Even with the diversity of her ancestry, Toni Ann has always identified herself as African American, and experienced racial discrimination; for example, this incident from when she was in the fourth grade: 

"I was the only black kid .  In class with me was a boy named Brett.  There was a period wherein Brett called me nigger every day when we'd line up to go to lunch.  The way he said this was:  "You're a nigger" in a tone that seemed intended to remind me, as if I'd forgotten, and loud enough to let the other kids know.  Part of this was because I didn't look black the way many of my peers understood blacks to look.  My skin was not that much darker than theirs, and my hair was long, curly but not as tightly kinked as some.  Brett had known me since kindergarten, but apparently only figured out my race by the fourth grade.   
Every day that he'd look at me, point and laugh and say, YOU'RE A NIGGER, I would tell the teacher.  She would keep him inside during recess.  I'm not sure how long this went on, but finally one day when I told the teacher again, she frowned at me and snapped, "Can't you just ignore it?!"  
Her annoyance was more hurtful than his taunting.  She didn't seem to care about my experience.  She was tired of keeping him inside.  As I saw it, she didn't want to continue to punish him, but it was okay for him to keep calling me a nigger, which he did.

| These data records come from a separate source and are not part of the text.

use crate::columns::ColumnMap;
use crate::commands::{CommandBlock, LabelFormat};
use crate::layout::{DESCRIPTION_WIDTH, LabelLines, split_description};
use std::io;
use thiserror::Error;

/// Raw values of one data row, looked up by header name.
#[derive(Debug, Clone, Default, PartialEq, Eq)]
pub struct InputRow {
    pub code: String,
    pub description: String,
    pub quantity: String,
}

impl InputRow {
    pub fn new<C, D, Q>(code: C, description: D, quantity: Q) -> Self
    where
        C: Into<String>,
        D: Into<String>,
        Q: Into<String>,
    {
        Self {
            code: code.into(),
            description: description.into(),
            quantity: quantity.into(),
        }
    }
}

/// Why a row produced no labels.
#[derive(Debug, Clone, PartialEq, Eq, Error)]
pub enum SkipReason {
    #[error("quantity '{0}' is not an integer")]
    InvalidQuantity(String),
    #[error("quantity {0} is not positive")]
    NonPositiveQuantity(i64),
    #[error("item code is empty")]
    MissingCode,
}

/// A validated row, ready to be turned into command blocks.
#[derive(Debug, Clone, PartialEq, Eq)]
pub struct LabelJob {
    pub code: String,
    pub lines: LabelLines,
    pub quantity: u64,
}

impl LabelJob {
    /// One main block for all copies but the last, then a residual block for
    /// the last one. A single copy is printed by a main block alone.
    pub fn blocks(&self, format: &LabelFormat) -> Vec<CommandBlock> {
        if self.quantity > 1 {
            vec![
                format.main_block(&self.code, &self.lines, self.quantity - 1),
                format.residual_block(&self.code, &self.lines),
            ]
        } else {
            vec![format.main_block(&self.code, &self.lines, self.quantity)]
        }
    }
}

/// Validate a row. The quantity is checked before the code.
pub fn plan_row(row: &InputRow) -> Result<LabelJob, SkipReason> {
    let code = row.code.trim();
    let quantity_text = row.quantity.trim();
    let quantity: i64 = quantity_text
        .parse()
        .map_err(|_| SkipReason::InvalidQuantity(quantity_text.to_string()))?;
    if quantity <= 0 {
        return Err(SkipReason::NonPositiveQuantity(quantity));
    }
    if code.is_empty() {
        return Err(SkipReason::MissingCode);
    }

    Ok(LabelJob {
        code: code.to_string(),
        lines: split_description(&row.description, DESCRIPTION_WIDTH),
        quantity: quantity as u64,
    })
}

/// Read tab-separated rows. The first record names the columns; absent
/// columns and short rows yield empty values.
pub fn read_rows<R: io::Read>(
    reader: R,
    columns: &ColumnMap,
) -> Result<Vec<InputRow>, csv::Error> {
    let mut reader = csv::ReaderBuilder::new()
        .delimiter(b'\t')
        .flexible(true)
        .from_reader(reader);

    let headers = reader.headers()?.clone();
    // A repeated header resolves to its last column.
    let locate = |name: &str| {
        headers
            .iter()
            .enumerate()
            .filter(|(_, h)| *h == name)
            .map(|(idx, _)| idx)
            .last()
    };
    let code_idx = locate(columns.code.as_str());
    let description_idx = locate(columns.description.as_str());
    let quantity_idx = locate(columns.quantity.as_str());

    let mut rows = Vec::new();
    for record in reader.records() {
        let record = record?;
        let field = |idx: Option<usize>| {
            idx.and_then(|i| record.get(i))
                .unwrap_or_default()
                .to_string()
        };
        rows.push(InputRow {
            code: field(code_idx),
            description: field(description_idx),
            quantity: field(quantity_idx),
        });
    }
    Ok(rows)
}
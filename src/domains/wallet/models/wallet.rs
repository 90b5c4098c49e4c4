use chrono::{DateTime, Utc};
use uuid::Uuid;
use crate::domains::wallet::models::{Amount, OperationType};
use crate::shared::errors::WalletError;

// =====================================================
// Wallet 모델
// =====================================================
// 역할: 지갑 하나의 잔액을 나타내는 데이터 모델
// 설명: 지갑은 외부에서 생성되며 이 서비스는 조회/입금/출금만 수행
//
// version:
// - 저장할 때마다 1씩 증가
// - 저장 시 읽었던 version과 DB의 version이 다르면 충돌 (다른 요청이 먼저 저장함)
// =====================================================

/// 지갑 정보 (데이터베이스에서 조회한 지갑)
/// Wallet information (wallet retrieved from the store)
#[derive(Debug, Clone, PartialEq)]
pub struct Wallet {
    /// Wallet ID (UUID, immutable)
    /// 지갑 ID (생성 후 변경 불가)
    pub id: Uuid,

    /// Current balance
    /// 현재 잔액
    pub balance: f64,

    /// Optimistic concurrency version
    /// 낙관적 동시성 제어용 버전
    pub version: i64,

    /// Last update timestamp
    /// 마지막 잔액 변경 시간
    pub updated_at: DateTime<Utc>,
}

impl Wallet {
    /// 새 지갑 생성 (version 0)
    /// Create a new wallet with the given opening balance
    pub fn new(id: Uuid, balance: f64) -> Self {
        Self {
            id,
            balance,
            version: 0,
            updated_at: Utc::now(),
        }
    }

    /// 연산을 메모리상의 잔액에 적용 (저장은 호출자가 수행)
    /// Apply an operation to the in-memory balance; persisting is the caller's job
    ///
    /// 실패하면 잔액은 변경되지 않습니다.
    pub fn apply(&mut self, operation: OperationType, amount: Amount) -> Result<(), WalletError> {
        match operation {
            OperationType::Withdraw => {
                if self.balance < amount.value() {
                    return Err(WalletError::InsufficientFunds {
                        balance: self.balance,
                        requested: amount.value(),
                    });
                }
                self.balance -= amount.value();
            }
            OperationType::Deposit => {
                // f64 덧셈이 무한대로 넘치면 저장하지 않고 거부
                let next = self.balance + amount.value();
                if !next.is_finite() {
                    return Err(WalletError::MalformedRequest(
                        "Resulting balance out of range".to_string(),
                    ));
                }
                self.balance = next;
            }
        }
        Ok(())
    }
}

#[cfg(test)]
mod tests {
    use super::*;

    fn amount(value: f64) -> Amount {
        Amount::new(value).unwrap()
    }

    #[test]
    fn test_deposit_adds() {
        let mut wallet = Wallet::new(Uuid::new_v4(), 1000.0);
        wallet.apply(OperationType::Deposit, amount(500.0)).unwrap();
        assert_eq!(wallet.balance, 1500.0);
    }

    #[test]
    fn test_withdraw_whole_balance() {
        let mut wallet = Wallet::new(Uuid::new_v4(), 300.0);
        wallet.apply(OperationType::Withdraw, amount(300.0)).unwrap();
        assert_eq!(wallet.balance, 0.0);
    }

    #[test]
    fn test_withdraw_over_balance_leaves_balance() {
        let mut wallet = Wallet::new(Uuid::new_v4(), 300.0);
        let err = wallet.apply(OperationType::Withdraw, amount(500.0)).unwrap_err();
        assert!(matches!(err, WalletError::InsufficientFunds { .. }));
        assert_eq!(wallet.balance, 300.0);
    }

    #[test]
    fn test_deposit_overflow_leaves_balance() {
        let mut wallet = Wallet::new(Uuid::new_v4(), 1e308);
        let err = wallet.apply(OperationType::Deposit, amount(1e308)).unwrap_err();
        assert!(matches!(err, WalletError::MalformedRequest(_)));
        assert_eq!(err.to_string(), "Resulting balance out of range");
        assert_eq!(wallet.balance, 1e308);
    }
}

I was only dealing with it the way I'd been instructed by my mother - to tell an adult when another kid was bothering me in that way, but my teacher let me know that I was the one bothering her.  There were no trips to the principal's office, no discussion, no requirement that the boy apologize to me.  I was expected to just suck it up and take it.  And this pretty much sums up my experience growing up where I did.  I ALWAYS had to take it when I was racially taunted, because there was no real outrage about racism then.
The irony was that most of these kids were not as well off socioeconomically as my family and most of their parents were not as well educated as mine, yet, because I was not white, they considered me inferior." 
It's no strange coincidence that individuals who experience racial discrimination seek comfort and escape through an art form. In this case, it was acting, Toni Ann's first love.

Stranger still, is Toni Ann's first memory, where, at the age of two, she is the actress, her costume the gauze, the stage the balcony of her parent's home, the audience her babysitter's son.
"I had the mumps.  I woke up, came out of my room on the balcony overlooking the dining room, called for my mother and she was not home.  There was a babysitter in my house, but it wasn't my regular babysitter, Mrs. Empy, it was her son.  I was shy around men and was uncomfortable that he was there.  I was also embarrassed because, having the mumps, I had gauze wrapped around my head and looked very silly and was well aware of that.  Even then I wanted to look cute in front of boys."
She first remembers wanting to be an actress when she was three, but her mother didn't think she was serious.
"I was three years old.  I wanted to be an actress at three - not when I grew up. I wanted to be on TV and in movies then.  My mother didn't think it was a serious interest.

My mother did enroll me in ballet, which I took until I was 8.  I liked it, but I was terrible at it.  My teacher made fun of me one day when I couldn't remember the combination and I was so hurt and embarrassed that I didn't go back.  

My parents were not in the arts and didn't take my interest too seriously when I was that young (and) the fact that I quit ballet worked against me.  My mom thought I'd never stick with anything.  But by age 12, I was insisting on studying acting and my mom finally enrolled me in a theater workshop." 
One thing that could explain some of her fascination with acting is the strong connection she felt for Martin Scorsese, who was her father's patient during the 1960s when Scorsese was a graduate student at NYU.   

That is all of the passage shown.